Ce changement montre que les gouvernements des États et fédéraux ont beaucoup plus de travail à faire. Le sénateur ACT, David Pocock – n'est pas exactement connu comme ayant beaucoup de sympathie pour les causes de droite – fait depuis longtemps que le Parlement fédéral examine depuis longtemps le système d'immigration de l'Australie. L'année dernière, il a tenté de demander au Parlement d'avoir une enquête sur la croissance et la planification démographiques, mais n'a reçu aucun soutien.

Dans un article d'opinion récent publié par le AfrPocock a déclaré que le débat de la population et de l'immigration qui a bouilli le 31 août mijotait depuis un certain temps. Il a déclaré que les Australiens sont confrontés à des pressions aiguës sur l'abordabilité du logement et que bien que ces préoccupations soient valables et que les gens ont raison de vouloir des réponses, blâmer les migrants n'est pas juste.

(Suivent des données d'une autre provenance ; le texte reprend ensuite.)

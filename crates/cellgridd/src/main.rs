mod cli;
mod config;

use std::sync::Arc;
use std::time::Duration;

use clap::Parser;
use tokio_util::sync::CancellationToken;
use tracing_subscriber::EnvFilter;
use url::Url;

use cellgrid_api::{ReconnectConfig, TowerClient, TowerStream, TransportConfig};
use cellgrid_core::agents::spawn_stream_listener;
use cellgrid_core::{
    CorrelationAgent, DryRunMailer, IncidentBus, LogRing, PolicyStore, RcaAgent, SnapshotStore,
    Supervisor, TowerBridge, TowerDevice, TroubleshootAgent,
};

#[tokio::main]
async fn main() {
    // Parse CLI arguments
    let cli = cli::Cli::parse();

    // Setup tracing based on verbosity
    init_tracing(cli.verbose);

    if let Err(err) = run(cli).await {
        tracing::error!(error = %err, "startup failed");
        eprintln!("cellgridd: {err}");
        std::process::exit(1);
    }
}

fn init_tracing(verbosity: u8) {
    let filter = match verbosity {
        0 => "warn",
        1 => "info",
        2 => "debug",
        _ => "trace",
    };

    tracing_subscriber::fmt()
        .with_env_filter(
            EnvFilter::try_from_default_env().unwrap_or_else(|_| EnvFilter::new(filter)),
        )
        .with_target(false)
        .init();
}

async fn run(cli: cli::Cli) -> Result<(), Box<dyn std::error::Error>> {
    let config = config::load(&cli)?;

    let base_url: Url = config.tower_url.parse()?;
    let stream_url: Url = config.tower_stream_url.parse()?;

    // ── Transport ────────────────────────────────────────────────────
    let transport = TransportConfig {
        timeout: Duration::from_secs(config.request_timeout_secs),
        ..TransportConfig::default()
    };
    let client = Arc::new(TowerClient::new(base_url, &transport)?);
    let device: Arc<dyn TowerDevice> = client;

    // ── Core components ──────────────────────────────────────────────
    let bus = Arc::new(IncidentBus::new());
    let store = Arc::new(SnapshotStore::new());
    let supervisor_log = Arc::new(LogRing::new("supervisor"));
    let policy = Arc::new(PolicyStore::load_or_default(config.policy_path.clone()));

    let correlation = Arc::new(CorrelationAgent::new(
        policy.subscribe(),
        Duration::from_secs(config.correlation_window_secs),
    ));
    let troubleshoot = Arc::new(TroubleshootAgent::new(
        Arc::clone(&device),
        Arc::clone(&store),
        policy.subscribe(),
    ));
    let rca = Arc::new(RcaAgent::new(
        Arc::clone(&device),
        Some(Arc::new(DryRunMailer)),
        config.casebook_capacity,
    ));

    let supervisor = Supervisor::new(
        Arc::clone(&bus),
        Arc::clone(&store),
        Arc::clone(&device),
        policy.subscribe(),
        Arc::clone(&correlation),
        Arc::clone(&troubleshoot),
        Arc::clone(&rca),
        Arc::clone(&supervisor_log),
    );

    // ── Background tasks ─────────────────────────────────────────────
    let root = CancellationToken::new();

    let stream = TowerStream::connect(stream_url, ReconnectConfig::default(), root.child_token())?;
    let bridge = TowerBridge::new(
        Arc::clone(&device),
        Arc::clone(&store),
        Arc::clone(&bus),
        Arc::clone(&supervisor_log),
        &config,
    );

    let mut tasks = bridge.spawn(stream.subscribe(), root.child_token());
    tasks.push(spawn_stream_listener(
        Arc::clone(&correlation),
        &bus,
        root.child_token(),
    ));
    tasks.push(Arc::clone(&supervisor).spawn_event_loop(root.child_token()));

    let response = supervisor.start().await;
    tracing::info!(status = response.status.as_str(), "supervisor {}", response.message);

    // ── Run until interrupted ────────────────────────────────────────
    tokio::signal::ctrl_c().await?;
    tracing::info!("shutting down");

    supervisor.stop();
    root.cancel();
    for task in tasks {
        let _ = task.await;
    }
    Ok(())
}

« En ce qui concerne les chiffres réels, alors qu'il y a eu une période de« rattrapage »après la pandémie, les chiffres commencent maintenant à modérer, et la migration nette a chuté de 100 000 personnes par an depuis le pic en 2022-23 », a écrit Pocock.

«Mais il est également vrai que les gouvernements successifs n'ont pas regardé honnêtement nos migrations et nos milieux de population, consulter les communautés à travers le pays et proposer un plan réel. Nous devons être en mesure d'avoir une discussion sur les questions clés. Dans quelle mesure voulons-nous que nous voulons être australiennes?

«Lorsque les gouvernements ne parviennent pas à écouter et à planifier, un vide s'ouvre.

Pocock n'est pas seul. Comme le Héraut Jacqueline Maley a écrit récemment, des manifestations laides sont ce qui se passe lorsque le débat sur l'immigration est dépassé par des acteurs méchants qui l'utilisent comme cheval de Troie pour exprimer des préjugés contre des communautés particulières. « Il est impératif que les politiciens de bonne foi, de tous côtés, récupérent le débat et rappelle aux Australiens à quel point nous sommes, culturellement et économiquement, aux immigrants », a écrit Maley.

Comme Pocock, je m'inquiète où le sentiment anti-immigration peut conduire. Pour un exemple du monde réel, jetez un coup d'œil aux rapports par le Héraut Correspondant en Europe, David Crowe, sur l'immigration Powderkeg au Royaume-Uni.

Le Charlatan Nigel Farage et son parti britannique de réforme montent haut dans les urnes au Royaume-Uni, au milieu d'un grand nombre de bateaux migrants traversant la Manche. Comme Crowe l'a dit récemment aux lecteurs, plus de 43 000 demandeurs d'asile sont arrivés par bateau à travers la chaîne de l'année jusqu'au 30 juin, alimentant les craintes de la migration et aident Farage à exercer une énorme pression politique sur le gouvernement travailliste. Nous sommes loin d'une élection au Royaume-Uni, mais les chances que Farage prenne les clés de Downing Street ne sont pas insignifiantes.

Un navire britannique des forces frontalières amène les migrants interceptés en traversant la chaîne anglaise dans le port de Douvres le mois dernier.

Un navire britannique des forces frontalières amène les migrants interceptés en traversant la chaîne anglaise dans le port de Douvres le mois dernier.Crédit: Images getty

À la fin de l'année dernière, j'ai été invité à un petit déjeuner avec l'ancien député britannique Rory Stewart, le co-animateur des très populaires Le reste est de la politique podcast. Au cours de ce déjeuner, Rory a posé une bonne question: est-il possible que, même si la gauche ait de vrais problèmes avec le régime durable de la protection des frontières de l'Australie, le système a signifié que notre pays a évité une partie de la division profonde vécue par d'autres pays occidentaux qui n'ont pas une prise sur l'immigration? Rory disait effectivement que la montée de l'extrême droite en Australie peut avoir été empêchée par un régime de protection des frontières que de nombreux progressistes détestent. C'était une théorie intéressante et à laquelle j'ai beaucoup pensé depuis.

Alors que l'Australie a peut-être évité une augmentation du sentiment d'extrême droite au cours des dernières années, nous ne pouvons pas nous permettre d'être complaisants – ou de mener des conversations difficiles dans le panier trop dur.

Merci d'avoir lu et passez un excellent week-end.